La casa de vapor es la tercera novela que leo este año de Julio Verne (después de Miguel Strogoff y Un capitán de quince años), en edición de Editorial Sopena Argentina de diciembre de 1940, con traducción de Jose Onrubia.
Mi impresión ha sido la de una obra bastante rutinaria en su confección. La idea de partida, ese viaje pseudoturístico a través de la India (desde Calcuta y pasando por el Himalaya) que oculta el deseo de venganza de uno de sus viajeros, trayecto realizado en una pionera roulotte en forma de locomotora de vapor modelada como un elefante metálico que remolca dos vagones habilitados para alojarse en ellos, hace abrigar la esperanza de que las aventuras que aguardan a sus personajes serán tan intensas como las del Correo del Zar o que los caracteres descritos despertarán en el lector emociones tan nítidas como las del capitán adolescente.
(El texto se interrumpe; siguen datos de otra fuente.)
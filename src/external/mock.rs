//! 进程内 Mock 协作者
//!
//! 供测试与演示二进制使用：记录全部调用，支持按服务预置脚本化响应；
//! MockSyncHub 模拟把每条消息回送给所有订阅方（含发送方自身）的总线。

use std::collections::{HashMap, VecDeque};
use std::sync::Arc;

use async_trait::async_trait;
use serde_json::Value;
use tokio::sync::{mpsc, RwLock};

use crate::error::AntError;
use crate::external::traits::{
    service_ids, ActionEngine, ComponentCatalog, LoadPipeResponse, PipeCatalog, ResourceRegistrar,
    ResourceStatus, SyncChannel, TaskDescriptor,
};
use crate::links::ComponentInfo;
use crate::sync::SyncEnvelope;
use crate::tracking::PipeDescriptor;

/// 记录调用并回放脚本化响应的资源注册器
#[derive(Default)]
pub struct MockRegistrar {
    /// (namespace, service_id, request) 调用日志
    calls: RwLock<Vec<(String, String, Value)>>,
    /// service_id -> 预置响应队列；队列空时走默认行为
    scripted: RwLock<HashMap<String, VecDeque<Result<Value, AntError>>>>,
    status_tx: RwLock<Vec<mpsc::UnboundedSender<ResourceStatus>>>,
}

impl MockRegistrar {
    pub fn new() -> Self {
        Self::default()
    }

    /// 为某服务追加一条脚本化响应（先进先出）
    pub async fn push_response(&self, service_id: &str, response: Result<Value, AntError>) {
        self.scripted
            .write()
            .await
            .entry(service_id.to_string())
            .or_default()
            .push_back(response);
    }

    pub async fn calls(&self) -> Vec<(String, String, Value)> {
        self.calls.read().await.clone()
    }

    pub async fn call_count(&self, service_id: &str) -> usize {
        self.calls
            .read()
            .await
            .iter()
            .filter(|(_, s, _)| s == service_id)
            .count()
    }

    /// 推送一条资源状态回报给所有订阅者
    pub async fn emit_status(&self, status: ResourceStatus) {
        for tx in self.status_tx.read().await.iter() {
            let _ = tx.send(status.clone());
        }
    }
}

#[async_trait]
impl ResourceRegistrar for MockRegistrar {
    async fn call(
        &self,
        namespace: &str,
        service_id: &str,
        request: Value,
    ) -> Result<Value, AntError> {
        self.calls
            .write()
            .await
            .push((namespace.to_string(), service_id.to_string(), request));

        if let Some(queue) = self.scripted.write().await.get_mut(service_id) {
            if let Some(response) = queue.pop_front() {
                return response;
            }
        }

        // 默认行为：管线加载直接成功，发放新资源 ID
        if service_id == service_ids::LOAD_PIPE {
            let response = LoadPipeResponse {
                resource_id: format!("res_{}", uuid::Uuid::new_v4()),
                output_topics: HashMap::new(),
            };
            return Ok(serde_json::to_value(response)?);
        }
        Err(AntError::RemoteCall {
            service: service_id.to_string(),
            source: anyhow::anyhow!("no scripted response for '{service_id}'").into(),
        })
    }

    fn subscribe_status(&self) -> mpsc::UnboundedReceiver<ResourceStatus> {
        let (tx, rx) = mpsc::unbounded_channel();
        // blocking_write 不可用于异步上下文；订阅列表用 try_write，构造期无竞争
        if let Ok(mut senders) = self.status_tx.try_write() {
            senders.push(tx);
        }
        rx
    }
}

/// 记录执行与停止调用的动作引擎
#[derive(Default)]
pub struct MockActionEngine {
    executed: RwLock<Vec<(String, Vec<TaskDescriptor>, bool)>>,
    stopped: RwLock<Vec<String>>,
}

impl MockActionEngine {
    pub fn new() -> Self {
        Self::default()
    }

    pub async fn executed(&self) -> Vec<(String, Vec<TaskDescriptor>, bool)> {
        self.executed.read().await.clone()
    }

    pub async fn stopped(&self) -> Vec<String> {
        self.stopped.read().await.clone()
    }
}

#[async_trait]
impl ActionEngine for MockActionEngine {
    async fn execute_graph(
        &self,
        name: &str,
        tasks: Vec<TaskDescriptor>,
        background: bool,
    ) -> Result<String, AntError> {
        self.executed
            .write()
            .await
            .push((name.to_string(), tasks, background));
        Ok(format!("graph_{}", uuid::Uuid::new_v4()))
    }

    async fn stop(&self, name: &str) -> Result<(), AntError> {
        self.stopped.write().await.push(name.to_string());
        Ok(())
    }
}

/// 进程内同步总线：publish 把信封广播给所有订阅方（包括发送方命名空间，
/// 用于检验处理循环的自消息过滤），并留存日志供断言。
#[derive(Default)]
pub struct MockSyncHub {
    subscribers: RwLock<Vec<mpsc::UnboundedSender<SyncEnvelope>>>,
    log: RwLock<Vec<SyncEnvelope>>,
}

impl MockSyncHub {
    pub fn new() -> Arc<Self> {
        Arc::new(Self::default())
    }

    pub async fn subscribe(&self) -> mpsc::UnboundedReceiver<SyncEnvelope> {
        let (tx, rx) = mpsc::unbounded_channel();
        self.subscribers.write().await.push(tx);
        rx
    }

    pub async fn log(&self) -> Vec<SyncEnvelope> {
        self.log.read().await.clone()
    }
}

#[async_trait]
impl SyncChannel for MockSyncHub {
    async fn publish(&self, envelope: SyncEnvelope) -> Result<(), AntError> {
        self.log.write().await.push(envelope.clone());
        let subscribers = self.subscribers.read().await;
        for tx in subscribers.iter() {
            let _ = tx.send(envelope.clone());
        }
        Ok(())
    }
}

/// 可变组件清单目录
#[derive(Default)]
pub struct MockComponentCatalog {
    components: RwLock<Vec<ComponentInfo>>,
}

impl MockComponentCatalog {
    pub fn new() -> Self {
        Self::default()
    }

    pub async fn set_components(&self, components: Vec<ComponentInfo>) {
        *self.components.write().await = components;
    }
}

#[async_trait]
impl ComponentCatalog for MockComponentCatalog {
    async fn list_components(&self) -> Result<Vec<ComponentInfo>, AntError> {
        Ok(self.components.read().await.clone())
    }
}

/// 类别 -> 管线描述 的静态目录
#[derive(Default)]
pub struct MockPipeCatalog {
    pipes: RwLock<HashMap<String, PipeDescriptor>>,
}

impl MockPipeCatalog {
    pub fn new() -> Self {
        Self::default()
    }

    pub async fn insert(&self, pipe: PipeDescriptor) {
        self.pipes.write().await.insert(pipe.category.clone(), pipe);
    }
}

#[async_trait]
impl PipeCatalog for MockPipeCatalog {
    async fn pipe_for_category(&self, category: &str) -> Option<PipeDescriptor> {
        self.pipes.read().await.get(category).cloned()
    }
}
Sin embargo, los personajes son aún más planos de lo habitual en esta ocasión (con la excepción, quizá, del divertido secundario Van Guitt, un excéntrico proveedor de zoológicos muy bien pintado por la pluma del autor), y la aventura tampoco alcanza mucho vuelo, pese a que el enemigo de la historia promete, pues se trata de un personaje real: Nana Sahib, líder de la rebelión de los cipayos cuyo confuso destino aprovecha Verne para apropiárselo y llevarlo a su morral, es decir, a su propia trama. En la novela, tanto Sahib como el británico Coronel Munro se odian a muerte debido a haber asesinado a sus mutuas parejas sentimentales… Munro está a punto de alcanzar un estatuto de antihéroe interesante (se trata de un personaje taciturno, sereno y torturado al mismo tiempo), pero por desgracia Verne no le concede el mismo tiempo de fermentación ni mima su desarrollo psicológico para que llegue a la estatura de un Capitán Nemo. Una lástima, porque ahí estaban latentes las condiciones.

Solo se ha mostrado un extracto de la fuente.